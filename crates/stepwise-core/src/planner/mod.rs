//! Persistent planner and plan executor.
//!
//! - `prompt` -- plan prompt composition from a goal and tool catalog
//! - `planner` -- plan creation and CRUD over a `PlanStore`
//! - `status` -- progress counters and derived plan status
//! - `executor` -- sequential task walker with per-transition persistence

pub mod executor;
pub mod planner;
pub mod prompt;
pub mod status;

use stepwise_types::error::StoreError;
use stepwise_types::llm::GeneratorError;

use crate::llm::extract::ExtractError;

/// Errors from planner and plan-executor operations.
#[derive(Debug, thiserror::Error)]
pub enum PlannerError {
    #[error("generation failed: {0}")]
    Generation(#[from] GeneratorError),

    #[error("could not extract plan: {0}")]
    Extraction(#[from] ExtractError),

    #[error("invalid plan document: {0}")]
    InvalidPlan(String),

    #[error("plan store error: {0}")]
    Store(#[from] StoreError),

    #[error("task '{task_id}' not found in plan '{plan_id}'")]
    TaskNotFound { plan_id: String, task_id: String },

    #[error("step '{step_id}' not found in task '{task_id}'")]
    StepNotFound { task_id: String, step_id: String },

    #[error("tasks with unresolvable dependencies: {}", .0.join(", "))]
    UnresolvableDependencies(Vec<String>),

    #[error("plan execution cancelled")]
    Cancelled,
}
//! Prompt composition for plan creation.
//!
//! The prompt enumerates the tool catalog and pins the LLM to a strict JSON
//! document shape. The same catalog rendering is reused by workflow
//! generation.

use std::fmt::Write as _;

use stepwise_types::tool::ToolDescriptor;

/// System prompt shared by plan creation requests.
pub const PLANNER_SYSTEM_PROMPT: &str = "You are a planning assistant. You break goals into \
ordered tasks made of concrete steps that use the available tools. You reply with a single \
JSON object and nothing else.";

const PLAN_SHAPE: &str = r#"{
  "goal": "<the goal, restated>",
  "summary": "<one or two sentences>",
  "tasks": [
    {
      "name": "<short task name>",
      "description": "<what the task achieves>",
      "priority": "high|medium|low",
      "dependencies": ["<name of a task that must finish first>"],
      "tools": ["<tool name>"],
      "steps": [
        {
          "action": "<short verb phrase>",
          "description": "<what this step does>",
          "tool": "<tool name, or omit for a manual step>",
          "parameters": { "<parameter>": "<value>" }
        }
      ]
    }
  ]
}"#;

/// Render the catalog as a bullet list: one line per tool, then one
/// indented line per parameter with its type and whether it is required.
pub fn render_catalog(catalog: &[ToolDescriptor]) -> String {
    if catalog.is_empty() {
        return "(no tools available)\n".to_string();
    }
    let mut out = String::new();
    // Writing to a String cannot fail.
    for tool in catalog {
        let _ = writeln!(out, "- {}: {}", tool.name, tool.description);
        for param in tool.parameter_specs() {
            let mut flags: Vec<&str> = param.kind.as_deref().into_iter().collect();
            if param.required {
                flags.push("required");
            }
            let _ = write!(out, "  - {}", param.name);
            if !flags.is_empty() {
                let _ = write!(out, " ({})", flags.join(", "));
            }
            let _ = match &param.description {
                Some(description) => writeln!(out, ": {description}"),
                None => writeln!(out),
            };
        }
    }
    out
}

/// Build the plan-creation prompt for `goal`.
pub fn plan_prompt(goal: &str, catalog: &[ToolDescriptor]) -> String {
    format!(
        "Create an execution plan for the following goal.\n\n\
         Goal: {goal}\n\n\
         Available tools:\n{catalog}\n\
         Rules:\n\
         - Use only the tools listed above; leave \"tool\" out for steps that need none.\n\
         - List dependencies by task name; a task may depend only on earlier tasks.\n\
         - Parameters may reference earlier results with {{{{task_N.key}}}} or {{{{step_N_M}}}}.\n\
         - Respond with exactly one JSON object of this shape:\n\n\
         {PLAN_SHAPE}\n",
        catalog = render_catalog(catalog),
    )
}
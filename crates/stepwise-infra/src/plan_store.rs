//! File-backed [`PlanStore`].
//!
//! Layout under the plans directory:
//!
//! ```text
//! plans/
//!   <plan-id>/
//!     plan.json       authoritative plan document
//!     tracking.json   quick-read status record
//! ```
//!
//! Both files are written to a temporary sibling and renamed into place, so
//! readers never observe a torn document.

use std::path::{Path, PathBuf};

use serde::Serialize;
use stepwise_core::storage::plan_store::PlanStore;
use stepwise_types::error::StoreError;
use stepwise_types::plan::{Plan, PlanTracking};
use uuid::Uuid;

const PLAN_FILE: &str = "plan.json";
const TRACKING_FILE: &str = "tracking.json";

/// Plans persisted as JSON files, one directory per plan.
#[derive(Debug, Clone)]
pub struct FilePlanStore {
    root: PathBuf,
}

impl FilePlanStore {
    /// Store plans under `root` (typically `{data_dir}/plans`).
    pub fn new(root: impl Into<PathBuf>) -> Self {
        Self { root: root.into() }
    }

    pub fn root(&self) -> &Path {
        &self.root
    }

    /// Directory of one plan, after validating the id.
    pub fn plan_dir(&self, plan_id: &str) -> Result<PathBuf, StoreError> {
        validate_id(plan_id)?;
        Ok(self.root.join(plan_id))
    }

    async fn read_json<T: serde::de::DeserializeOwned>(
        path: &Path,
        plan_id: &str,
    ) -> Result<T, StoreError> {
        let content = match tokio::fs::read_to_string(path).await {
            Ok(content) => content,
            Err(e) if e.kind() == std::io::ErrorKind::NotFound => {
                return Err(StoreError::NotFound(plan_id.to_string()));
            }
            Err(e) => return Err(e.into()),
        };
        Ok(serde_json::from_str(&content)?)
    }
}

/// Plan ids become directory names: ASCII alphanumerics, `-` and `_` only.
fn validate_id(plan_id: &str) -> Result<(), StoreError> {
    let valid = !plan_id.is_empty()
        && plan_id.len() <= 128
        && plan_id
            .chars()
            .all(|c| c.is_ascii_alphanumeric() || c == '-' || c == '_');
    if valid {
        Ok(())
    } else {
        Err(StoreError::InvalidId(plan_id.to_string()))
    }
}

/// Serialize `value` next to `path` and rename it into place.
async fn write_atomic<T: Serialize>(path: &Path, value: &T) -> Result<(), StoreError> {
    let content = serde_json::to_string_pretty(value)?;
    let file_name = path
        .file_name()
        .map(|n| n.to_string_lossy().into_owned())
        .unwrap_or_default();
    let tmp = path.with_file_name(format!(".{file_name}.{}.tmp", Uuid::now_v7().simple()));

    tokio::fs::write(&tmp, content).await?;
    if let Err(e) = tokio::fs::rename(&tmp, path).await {
        let _ = tokio::fs::remove_file(&tmp).await;
        return Err(e.into());
    }
    Ok(())
}

impl PlanStore for FilePlanStore {
    async fn save(&self, plan: &Plan) -> Result<(), StoreError> {
        let dir = self.plan_dir(&plan.id)?;
        tokio::fs::create_dir_all(&dir).await?;
        write_atomic(&dir.join(PLAN_FILE), plan).await?;
        write_atomic(&dir.join(TRACKING_FILE), &plan.tracking()).await?;
        tracing::debug!(
            plan_id = %plan.id,
            status = %plan.status,
            completed_steps = plan.completed_steps,
            "plan saved"
        );
        Ok(())
    }

    async fn load(&self, plan_id: &str) -> Result<Plan, StoreError> {
        let dir = self.plan_dir(plan_id)?;
        Self::read_json(&dir.join(PLAN_FILE), plan_id).await
    }

    async fn list(&self) -> Result<Vec<Plan>, StoreError> {
        let mut entries = match tokio::fs::read_dir(&self.root).await {
            Ok(entries) => entries,
            Err(e) if e.kind() == std::io::ErrorKind::NotFound => return Ok(Vec::new()),
            Err(e) => return Err(e.into()),
        };

        let mut plans = Vec::new();
        while let Some(entry) = entries.next_entry().await? {
            if !entry.file_type().await?.is_dir() {
                continue;
            }
            let plan_id = entry.file_name().to_string_lossy().into_owned();
            match self.load(&plan_id).await {
                Ok(plan) => plans.push(plan),
                Err(e) => tracing::warn!(plan_id, error = %e, "skipping unreadable plan"),
            }
        }
        plans.sort_by(|a, b| b.created_at.cmp(&a.created_at));
        Ok(plans)
    }

    async fn delete(&self, plan_id: &str) -> Result<(), StoreError> {
        let dir = self.plan_dir(plan_id)?;
        match tokio::fs::remove_dir_all(&dir).await {
            Ok(()) => Ok(()),
            Err(e) if e.kind() == std::io::ErrorKind::NotFound => {
                Err(StoreError::NotFound(plan_id.to_string()))
            }
            Err(e) => Err(e.into()),
        }
    }

    async fn tracking(&self, plan_id: &str) -> Result<PlanTracking, StoreError> {
        let dir = self.plan_dir(plan_id)?;
        match Self::read_json(&dir.join(TRACKING_FILE), plan_id).await {
            Err(StoreError::NotFound(_)) => Ok(self.load(plan_id).await?.tracking()),
            other => other,
        }
    }
}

━━━━━━━━━━━━━━━━━━━━━━━━━━━━━━

* _Your objective_
From the records above, return each line where "writeln" occurs.

* _The answer_
        let _ = writeln!(out, "- {}: {}", tool.name, tool.description);
                Some(description) => writeln!(out, ": {description}"),
                None => writeln!(out),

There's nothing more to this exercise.